S状結腸捻転症の発症要因としては,慢性便秘に伴う腸管過長症,向精神薬の長期服用などによることが多い 3).一方,潰瘍性大腸炎は一般的に血便,粘血便,下痢などが主な症状であり,再燃寛解を繰り返し,炎症が進むと腸粘膜萎縮や大腸の短縮とともに大腸襞が消失する疾患である.発症年齢の高齢化,長期観察例の増加に伴い,高齢者潰瘍性大腸炎患者は増加している.高齢発症の定義としては,1987年 5)2006年 6)の論文では,50歳以上としている.2009年 7)では,60歳以上を高齢者潰瘍性大腸炎とし,2011年,三浦ら 8)は,高齢発症を60歳とし,高齢者潰瘍性大腸炎患者を65歳以上としている.高齢化社会の進展とともに変遷していると思われる.本症例は,70歳で発症し,75歳でS状結腸捻転症を併発した.医学中央雑誌で「潰瘍性大腸炎」と「S状結腸捻転症」,「大腸内視鏡検査前処置」と「S状結腸捻転症」のキーワードで検索したが1例もなかった.PubMedで,「colonic lavage」と「sigmoid volvulus」のキーワードで検索したが1例もなく,「ulcerative colitis」と「sigmoid volvulus」の検索ではKatsanosら 9)の1症例のみであった.高齢者の炎症性大腸疾患の診断においては,いろいろな感染症,憩室炎,虚血性大腸炎,放射線性腸炎,薬剤性腸炎などと鑑別する必要がある 2),8).特にKatsanosらは,炎症性腸疾患患者は,中毒性巨大結腸症との鑑別が重要であり,迅速な診断が必要としている.高齢者は肉体の衰え,腹部筋力低下による腸蠕動運動の低下,腸自体の機能低下で,便が長く腸内の留まることで,水分が失われ固くなる.さらに,食事量の低下で,水分摂取も減少し,便秘になりやすい.また,便秘の副作用が出やすい薬の服用などで高齢者はさらに便秘に陥りやすい.もともと便秘の患者さんが,下痢,血便を契機に潰瘍性大腸炎と診断され,服薬治療で症状が軽快すると,便秘症状がでてくる.また,下痢がなく,血便のみの症状で医療機関を受診して,潰瘍性大腸炎と診断される症例もみられる.本症例は,便秘があり,スクリーニング検査で,潰瘍性大腸炎と診断されていた.メサラジンの服用で寛解維持していたが,再燃を疑い大腸内視鏡検査予定,朝より検査前処置薬を服用したところ,S状結腸捻転症を惹起した可能性があると思われる.S状結腸は系蹄が緩い一方で固定点同士が近接しているため捻転をきたしやすく腸菅洗浄剤服用により,一気にS状結腸内に洗浄剤が流入し拡張,捻転をきたした可能性があると思われる.高齢潰瘍性大腸炎患者は増加傾向にあり,本症例と同じように便秘も併発している症例も若干数はいると思われ,将来的には,今回の症例のように,高齢者潰瘍性大腸炎患者にS状結腸捻転症を併発する症例がでてくる可能性があると思われ,高齢者潰瘍性大腸炎患者に便秘を併発している場合は注意が必要と思われ,腸菅洗浄剤服用時には特に注意が必要な可能性がある.

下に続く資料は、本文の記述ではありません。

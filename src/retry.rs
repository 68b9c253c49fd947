//! Bounded retry with linear back-off around every remote call.

use std::time::Duration;

use tracing::{debug, warn};

use crate::context::CallContext;
use crate::error::{Error, Result};
use crate::token::TokenManager;

#[derive(Debug, Clone, Copy)]
pub(crate) struct RetryPolicy {
    max_retries: u32,
    delay: Duration,
}

impl RetryPolicy {
    pub(crate) fn new(max_retries: u32, delay: Duration) -> Self {
        Self { max_retries, delay }
    }

    /// Total number of attempts, the first one included.
    pub(crate) fn attempts(&self) -> u32 {
        self.max_retries.saturating_add(1)
    }

    /// Wait before the attempt following `attempt` (zero-based): `delay * (attempt + 1)`.
    pub(crate) fn backoff(&self, attempt: u32) -> Duration {
        self.delay.saturating_mul(attempt.saturating_add(1))
    }

    /// Runs `op` until it succeeds or attempts run out.
    ///
    /// Each attempt first secures a bearer token and hands it to `op`. A 401
    /// drops that token, if still cached, so the next attempt re-authenticates.
    /// Not-found, cancellation and deadline errors end the loop at once;
    /// every other failure is retried.
    pub(crate) fn run<T, F>(&self, ctx: &CallContext, tokens: &TokenManager, mut op: F) -> Result<T>
    where
        F: FnMut(Option<&str>) -> Result<T>,
    {
        let attempts = self.attempts();
        let mut attempt = 0u32;
        loop {
            ctx.check()?;
            debug!(attempt = attempt + 1, attempts, "sending request");

            let (used, outcome) = match tokens.ensure_valid_token(ctx) {
                Ok(token) => {
                    let outcome = op(token.as_deref());
                    (token, outcome)
                }
                Err(err) => (None, Err(err)),
            };
            let err = match outcome {
                Ok(value) => return Ok(value),
                Err(err) => err,
            };

            let has_next = attempt + 1 < attempts;
            let mut wait = self.backoff(attempt);
            match &err {
                Error::NotFound { .. }
                | Error::Cancelled
                | Error::DeadlineExceeded
                | Error::Config(_)
                | Error::RetriesExhausted { .. } => return Err(err),
                Error::Authentication { status: 401, .. } => {
                    match used.as_deref() {
                        Some(used) if has_next => tokens.invalidate(used),
                        _ => {}
                    }
                }
                Error::RateLimited { retry_after } => {
                    wait = wait.max(Duration::from_secs(*retry_after));
                }
                Error::Authentication { .. }
                | Error::Status { .. }
                | Error::EmptyResponse { .. }
                | Error::Transport(_)
                | Error::Parse(_)
                | Error::Io(_) => {}
            }

            if !has_next {
                return Err(Error::RetriesExhausted {
                    attempts,
                    source: Box::new(err),
                });
            }

            warn!(
                attempt = attempt + 1,
                attempts,
                wait_ms = wait.as_millis() as u64,
                error = %err,
                "request failed, retrying"
            );
            ctx.sleep(wait)?;
            attempt += 1;
        }
    }
}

S状結腸捻転症治療としては,潰瘍性大腸炎を併発していても,内視鏡的整復術を検討すべきと思われる.欧米では,1987年にChaziら 10)が,本邦では伊奈ら 11)が,内視鏡的整復術を成功したとはじめて報告している.本症例は2年8カ月後に再発しており,今後,S状結腸捻転症を再発した場合は,手術も考慮する必要があり,S状結腸捻転症だけであればS状結腸切除術のみで,十分と思われるが,潰瘍性大腸炎を併発しているので,手術術式,切除範囲も考慮していく必要があると思われ 7),12)~14),今後の症例の蓄積が必要と思われる.
1.大腸内視鏡検査前処置で誘発されたS状結腸捻転症に対して内視鏡的整復術を施行した.
2.今後,高齢者潰瘍性大腸炎患者の大腸検査時,前処置の施行には軸捻転に気をつける必要があると思われる.